§ DIRECTIONS
Some lines of these records may hold the word "expression"; state how many, using only the number.

========================================

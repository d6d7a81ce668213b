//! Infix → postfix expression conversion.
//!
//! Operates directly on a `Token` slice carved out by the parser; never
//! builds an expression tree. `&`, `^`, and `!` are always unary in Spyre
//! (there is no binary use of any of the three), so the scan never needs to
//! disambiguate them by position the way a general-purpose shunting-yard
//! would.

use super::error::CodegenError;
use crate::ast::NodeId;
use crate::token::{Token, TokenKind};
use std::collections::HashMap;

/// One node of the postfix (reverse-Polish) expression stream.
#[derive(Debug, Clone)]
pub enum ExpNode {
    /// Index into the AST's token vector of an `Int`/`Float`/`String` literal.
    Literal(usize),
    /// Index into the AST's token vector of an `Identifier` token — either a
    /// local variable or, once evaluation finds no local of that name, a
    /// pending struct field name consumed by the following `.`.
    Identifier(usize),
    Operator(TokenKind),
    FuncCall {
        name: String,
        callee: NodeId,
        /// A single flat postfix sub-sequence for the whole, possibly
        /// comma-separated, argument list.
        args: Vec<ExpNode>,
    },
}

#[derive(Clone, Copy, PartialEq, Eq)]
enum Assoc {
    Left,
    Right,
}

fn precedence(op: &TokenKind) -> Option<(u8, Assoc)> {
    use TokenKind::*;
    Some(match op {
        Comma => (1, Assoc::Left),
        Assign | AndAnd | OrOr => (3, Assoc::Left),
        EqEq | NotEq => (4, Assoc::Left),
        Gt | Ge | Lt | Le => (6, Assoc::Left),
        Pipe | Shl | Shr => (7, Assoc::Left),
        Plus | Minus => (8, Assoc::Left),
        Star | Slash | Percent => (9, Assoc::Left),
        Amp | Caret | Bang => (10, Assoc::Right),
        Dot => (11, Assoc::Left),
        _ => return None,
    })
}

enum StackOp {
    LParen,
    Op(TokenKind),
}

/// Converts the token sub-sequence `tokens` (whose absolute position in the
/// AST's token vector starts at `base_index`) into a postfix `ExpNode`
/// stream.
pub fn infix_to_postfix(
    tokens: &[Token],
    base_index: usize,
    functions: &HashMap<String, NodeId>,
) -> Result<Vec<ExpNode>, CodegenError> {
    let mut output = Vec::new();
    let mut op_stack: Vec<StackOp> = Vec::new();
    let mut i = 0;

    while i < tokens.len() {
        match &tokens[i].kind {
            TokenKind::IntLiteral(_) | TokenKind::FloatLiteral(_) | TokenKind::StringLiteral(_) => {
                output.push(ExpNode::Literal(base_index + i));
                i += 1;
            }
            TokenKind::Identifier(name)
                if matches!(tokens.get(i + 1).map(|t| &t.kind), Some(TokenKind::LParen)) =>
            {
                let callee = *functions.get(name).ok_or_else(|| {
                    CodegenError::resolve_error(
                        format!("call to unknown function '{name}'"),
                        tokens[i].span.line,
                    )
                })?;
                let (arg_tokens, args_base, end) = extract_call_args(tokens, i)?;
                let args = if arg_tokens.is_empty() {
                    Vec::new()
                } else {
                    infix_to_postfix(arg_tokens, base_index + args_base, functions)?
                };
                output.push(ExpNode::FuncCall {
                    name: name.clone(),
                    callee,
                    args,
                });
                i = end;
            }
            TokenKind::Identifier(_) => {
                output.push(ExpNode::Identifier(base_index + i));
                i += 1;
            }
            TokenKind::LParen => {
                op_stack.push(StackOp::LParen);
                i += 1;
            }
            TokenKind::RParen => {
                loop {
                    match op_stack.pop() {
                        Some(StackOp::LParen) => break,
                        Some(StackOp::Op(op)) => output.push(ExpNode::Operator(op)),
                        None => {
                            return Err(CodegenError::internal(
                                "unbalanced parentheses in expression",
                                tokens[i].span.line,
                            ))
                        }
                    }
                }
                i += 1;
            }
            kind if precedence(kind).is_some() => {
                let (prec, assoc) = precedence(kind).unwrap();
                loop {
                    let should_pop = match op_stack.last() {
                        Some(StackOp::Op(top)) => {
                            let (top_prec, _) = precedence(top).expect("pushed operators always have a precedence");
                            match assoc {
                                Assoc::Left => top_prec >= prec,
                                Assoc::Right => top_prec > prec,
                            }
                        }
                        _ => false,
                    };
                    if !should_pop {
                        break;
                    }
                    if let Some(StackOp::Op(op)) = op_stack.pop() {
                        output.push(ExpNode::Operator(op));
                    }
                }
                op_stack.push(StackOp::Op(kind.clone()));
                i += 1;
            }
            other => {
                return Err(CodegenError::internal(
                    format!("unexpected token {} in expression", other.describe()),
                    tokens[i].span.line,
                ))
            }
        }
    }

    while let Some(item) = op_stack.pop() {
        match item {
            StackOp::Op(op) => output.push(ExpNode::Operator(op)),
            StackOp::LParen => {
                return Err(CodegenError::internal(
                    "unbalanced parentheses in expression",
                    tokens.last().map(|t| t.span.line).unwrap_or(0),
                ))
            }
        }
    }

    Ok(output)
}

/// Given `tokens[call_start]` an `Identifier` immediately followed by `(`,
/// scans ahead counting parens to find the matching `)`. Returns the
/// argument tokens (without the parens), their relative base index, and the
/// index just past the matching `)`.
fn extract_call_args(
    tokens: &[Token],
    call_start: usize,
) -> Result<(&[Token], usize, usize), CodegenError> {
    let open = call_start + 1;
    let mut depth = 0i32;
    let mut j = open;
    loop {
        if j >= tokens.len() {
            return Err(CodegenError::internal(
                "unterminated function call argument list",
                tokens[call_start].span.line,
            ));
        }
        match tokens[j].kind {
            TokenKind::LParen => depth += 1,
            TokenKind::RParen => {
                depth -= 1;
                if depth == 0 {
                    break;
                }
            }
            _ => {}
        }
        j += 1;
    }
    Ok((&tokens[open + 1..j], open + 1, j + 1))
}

========================================

§ WRITTEN ANSWER
6